Feasibility and toxicity study of a high-dose chemotherapy regimen for autotransplantion incorporating carboplatin, cyclophosphamide and thiotepa

S. Rodenhuis1,, J. W. Baars2, J. H. Schoraagel1, L. T. Vlasveld1, I. Mandjes1, H. M. Pinedo1 and D. J. Richel2

1Division of Clinical Oncology, The Netherlands Cancer Institute Amsterdam
2Department of Medical Oncology, Free University Hospital Amsterdam, The Netherlands

Sjoerd Rodenhuis, M.D. Department of Medical Oncology The Netherlands Cancer Institute Plesmanlaan 121 1066 CX Amsterdam The Netherlands

Sixteen patients received a high-dose chemotherapy regimen consisting of carboplatin (1600 mg/m2) and cyclophosphamide (6000 mg/m2) as daily two-hour infusions over four days (CC). All but two of them also received thiotepa (480 mg/m2) in eight 30-minute infusions given every 12 hours (CTC). Bone marrow and/or peripheral stem cell (PSC) reinfusions took place 72 hours after the last course of chemotherapy. The major toxicity was bone marrow suppression, the duration of which was markedly reduced in the patients receiving PSC reinfusions.

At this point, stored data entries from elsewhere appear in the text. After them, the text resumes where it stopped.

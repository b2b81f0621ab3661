use chrono::{DateTime, Duration, NaiveDateTime, TimeZone, Utc};

/// Grammar of the display time carried by official bulletins.
pub const DISPLAY_TIME_FORMAT: &str = "%H:%M %d/%m/%Y";

/// An official timestamped bulletin scraped from a health-authority page.
///
/// `display_time` keeps the original local-time string and is rendered
/// verbatim; `timestamp` is the absolute instant it denotes.
#[derive(Debug, Clone, PartialEq, Eq)]
pub struct Announcement {
    pub timestamp: DateTime<Utc>,
    pub display_time: String,
    pub content: String,
}

impl Announcement {
    pub fn new(display_time: String, content: String, utc_offset_hours: i64) -> Option<Self> {
        let timestamp = parse_display_time(&display_time, utc_offset_hours)?;
        Some(Self { timestamp, display_time, content })
    }

    /// A bulletin counts as usable state only when all three fields carry
    /// real values. Legacy persisted records may lack everything but the
    /// timestamp.
    pub fn is_populated(&self) -> bool {
        self.timestamp.timestamp_millis() > 0
            && !self.display_time.is_empty()
            && !self.content.is_empty()
    }
}

/// Converts a `"HH:MM DD/MM/YYYY"` stamp, stated in a fixed-offset local
/// zone, into the UTC instant it denotes: the naive fields are taken as the
/// local wall clock and shifted back by the offset.
pub fn parse_display_time(display: &str, utc_offset_hours: i64) -> Option<DateTime<Utc>> {
    let naive = NaiveDateTime::parse_from_str(display.trim(), DISPLAY_TIME_FORMAT).ok()?;
    let instant = Utc.from_utc_datetime(&naive) - Duration::hours(utc_offset_hours);
    Some(instant)
}

#[cfg(test)]
mod test {
    use chrono::{TimeZone, Utc};
    use super::{parse_display_time, Announcement};

    #[test]
    fn display_time_is_shifted_to_utc() {
        let instant = parse_display_time("18:00 01/03/2020", 7).unwrap();
        assert_eq!(instant, Utc.with_ymd_and_hms(2020, 3, 1, 11, 0, 0).unwrap());
    }

    #[test]
    fn single_digit_day_and_month() {
        let instant = parse_display_time("6:00 2/4/2020", 7).unwrap();
        assert_eq!(instant, Utc.with_ymd_and_hms(2020, 4, 1, 23, 0, 0).unwrap());
    }

    #[test]
    fn garbage_yields_none() {
        assert!(parse_display_time("yesterday evening", 7).is_none());
        assert!(parse_display_time("", 7).is_none());
        assert!(parse_display_time("25:99 40/13/2020", 7).is_none());
    }

    #[test]
    fn populated_requires_all_fields() {
        let full = Announcement::new("18:00 01/03/2020".to_string(), "6 ca mới".to_string(), 7).unwrap();
        assert!(full.is_populated());

        let no_content = Announcement::new("18:00 01/03/2020".to_string(), String::new(), 7).unwrap();
        assert!(!no_content.is_populated());
    }
}
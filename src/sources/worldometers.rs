use scraper::{ElementRef, Html, Selector};
use crate::domain::{normalize, CountryRow, GlobalStats};

/// Everything parseable from one aggregator page load.
#[derive(Debug, Clone, Default)]
pub struct AggregatorPage {
    pub global: Option<GlobalStats>,
    pub today: Vec<CountryRow>,
    pub yesterday: Option<Vec<CountryRow>>,
}

fn selector(css: &str) -> Selector {
    Selector::parse(css).expect("hardcoded selector must be valid")
}

pub fn parse_page(html: &str) -> AggregatorPage {
    let document = Html::parse_document(html);
    let today = parse_table(&document, "#main_table_countries_today tbody tr");
    let yesterday = parse_table(&document, "#main_table_countries_yesterday tbody tr");
    AggregatorPage {
        global: parse_global(&document),
        today,
        yesterday: (!yesterday.is_empty()).then_some(yesterday),
    }
}

fn parse_global(document: &Html) -> Option<GlobalStats> {
    let counters: Vec<i64> = document.select(&selector(".maincounter-number span"))
        .map(|span| normalize(&cell_text(span)))
        .collect();
    match counters[..] {
        [cases, deaths, recovered, ..] => Some(GlobalStats { cases, deaths, recovered }),
        _ => None,
    }
}

fn parse_table(document: &Html, row_css: &str) -> Vec<CountryRow> {
    let cell_selector = selector("td");
    document.select(&selector(row_css))
        .filter_map(|row| {
            let cells: Vec<String> = row.select(&cell_selector)
                .map(cell_text)
                .collect();
            parse_row(&cells)
        })
        .collect()
}

/// One table row into a normalized [`CountryRow`]. Newer page revisions
/// prepend a numeric rank column; it is detected and skipped.
fn parse_row(cells: &[String]) -> Option<CountryRow> {
    let offset = usize::from(cells.first().map(|c| is_rank_cell(c)).unwrap_or(false));
    let country = cells.get(offset)?.trim().to_owned();
    if country.is_empty() || country.chars().all(|c| c.is_ascii_digit()) {
        return None
    }
    let counter = |index: usize| cells.get(offset + index).map(|c| normalize(c)).unwrap_or(0);
    Some(CountryRow {
        country,
        cases: counter(1),
        new_cases: counter(2),
        deaths: counter(3),
        new_deaths: counter(4),
        recovered: counter(5),
        active_cases: counter(6),
        critical_cases: counter(7),
        cases_per_million: counter(8),
        deaths_per_million: counter(9),
    })
}

fn is_rank_cell(cell: &str) -> bool {
    let cell = cell.trim();
    cell.is_empty() || cell.chars().all(|c| c.is_ascii_digit())
}

fn cell_text(element: ElementRef) -> String {
    element.text().collect::<String>().trim().to_owned()
}
//! Decides, on every poll, whether a freshly scraped bulletin is materially
//! new and still fresh enough to broadcast.

use chrono::{DateTime, Duration, Utc};
use crate::domain::Announcement;

/// Outcome of feeding one scraped candidate into the machine.
#[derive(Debug, Clone, PartialEq, Eq)]
pub enum Transition {
    /// Candidate is not new; stored state stays as it was.
    Unchanged,
    /// Accepted, but there was no valid prior alert: store without
    /// broadcasting so a cold start never replays an old bulletin.
    StoredSilently(Announcement),
    /// Accepted on top of a valid prior alert: store and fan out.
    Broadcast(Announcement),
}

#[derive(Clone, Copy)]
pub struct AlertStateMachine {
    freshness_window: Duration,
}

impl AlertStateMachine {
    pub fn new(freshness_window: Duration) -> Self {
        Self { freshness_window }
    }

    pub fn advance(
        &self,
        last: Option<&Announcement>,
        candidate: Announcement,
        now: DateTime<Utc>,
    ) -> Transition {
        if !has_prior_alert(last) {
            return Transition::StoredSilently(candidate)
        }
        let last = last.expect("prior alert must be present here");
        if self.is_new_event(last, &candidate, now) {
            Transition::Broadcast(candidate)
        } else {
            Transition::Unchanged
        }
    }

    /// A candidate is new when it differs from the last alert in display
    /// time, content AND instant, and is younger than the freshness window.
    /// The window guards against broadcasting a stale bulletin recovered
    /// from a delayed source.
    pub fn is_new_event(&self, last: &Announcement, event: &Announcement, now: DateTime<Utc>) -> bool {
        if event.display_time == last.display_time {
            return false
        }
        if event.content == last.content {
            return false
        }
        if event.timestamp <= last.timestamp {
            return false
        }
        now - event.timestamp < self.freshness_window
    }
}

/// True iff the stored alert exists and all three fields are populated.
/// Legacy persisted records may carry a timestamp alone; those do not count
/// as prior state.
pub fn has_prior_alert(last: Option<&Announcement>) -> bool {
    last.map(Announcement::is_populated).unwrap_or(false)
}

#[cfg(test)]
mod test {
    use chrono::{Duration, TimeZone, Utc};
    use crate::domain::Announcement;
    use super::{has_prior_alert, AlertStateMachine, Transition};

    fn machine() -> AlertStateMachine {
        AlertStateMachine::new(Duration::minutes(180))
    }

    fn bulletin(display_time: &str, content: &str) -> Announcement {
        Announcement::new(display_time.to_string(), content.to_string(), 7)
            .expect("test display time must parse")
    }

    #[test]
    fn is_new_event_is_irreflexive() {
        let event = bulletin("08:00 01/03/2020", "A");
        let now = event.timestamp + Duration::minutes(5);
        assert!(!machine().is_new_event(&event, &event, now));
    }

    #[test]
    fn same_display_time_rejects_even_with_new_content() {
        let last = bulletin("08:00 01/03/2020", "A");
        let mut event = bulletin("08:00 01/03/2020", "B");
        event.timestamp = last.timestamp + Duration::minutes(1);
        let now = last.timestamp + Duration::minutes(2);
        assert!(!machine().is_new_event(&last, &event, now));
    }

    #[test]
    fn same_content_rejects() {
        let last = bulletin("08:00 01/03/2020", "A");
        let event = bulletin("09:00 01/03/2020", "A");
        let now = event.timestamp + Duration::minutes(5);
        assert!(!machine().is_new_event(&last, &event, now));
    }

    #[test]
    fn non_increasing_timestamp_rejects() {
        let last = bulletin("09:00 01/03/2020", "A");
        let event = bulletin("08:00 01/03/2020", "B");
        let now = last.timestamp + Duration::minutes(5);
        assert!(!machine().is_new_event(&last, &event, now));
    }

    #[test]
    fn stale_event_rejects_regardless_of_other_fields() {
        let last = bulletin("08:00 01/03/2020", "A");
        let event = bulletin("09:00 01/03/2020", "B");
        let now = event.timestamp + Duration::minutes(180);
        assert!(!machine().is_new_event(&last, &event, now));
    }

    #[test]
    fn fresh_differing_event_accepts() {
        let last = bulletin("08:00 01/03/2020", "A");
        let event = bulletin("09:00 01/03/2020", "B");
        let now = event.timestamp + Duration::minutes(179);
        assert!(machine().is_new_event(&last, &event, now));
    }

    #[test]
    fn prior_alert_requires_all_fields() {
        assert!(!has_prior_alert(None));

        let full = bulletin("08:00 01/03/2020", "A");
        assert!(has_prior_alert(Some(&full)));

        let mut legacy = full.clone();
        legacy.content = String::new();
        assert!(!has_prior_alert(Some(&legacy)));
    }

    #[test]
    fn cold_start_stores_silently() {
        let event = bulletin("08:00 01/03/2020", "A");
        let now = event.timestamp + Duration::minutes(5);
        let transition = machine().advance(None, event.clone(), now);
        assert_eq!(transition, Transition::StoredSilently(event));
    }

    #[test]
    fn new_event_after_prior_alert_broadcasts() {
        let last = bulletin("08:00 01/03/2020", "A");
        let event = bulletin("09:00 01/03/2020", "B");
        let now = event.timestamp + Duration::minutes(5);
        let transition = machine().advance(Some(&last), event.clone(), now);
        assert_eq!(transition, Transition::Broadcast(event));
    }

    #[test]
    fn duplicate_after_prior_alert_is_unchanged() {
        let last = bulletin("08:00 01/03/2020", "A");
        let now = last.timestamp + Duration::minutes(5);
        let transition = machine().advance(Some(&last), last.clone(), now);
        assert_eq!(transition, Transition::Unchanged);
    }
}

Non-hematological toxicity was relatively mild and consisted of nausea and vomiting, minor mucositis and skin rashes. All but one patient had mild and completely reversible elevations of serum ALAT and/or LDH levels. One patient, who had received full-dose chemotherapy despite a creatinine clearance of 56 ml/min, developed significant toxicity consisting of transient cyclophosphamide-associated pancarditis, reversible neurotoxicity and partially reversible hearing loss and renal function impairment. There were no toxic deaths. In view of the high carboplatin dose, the CTC regimen may be particularly suitable for use in the salvage treatment of germ cell cancer. Since CTC causes no serious organ toxicity, further studies to determine its suitability for double or even triple transplantation programs are warranted.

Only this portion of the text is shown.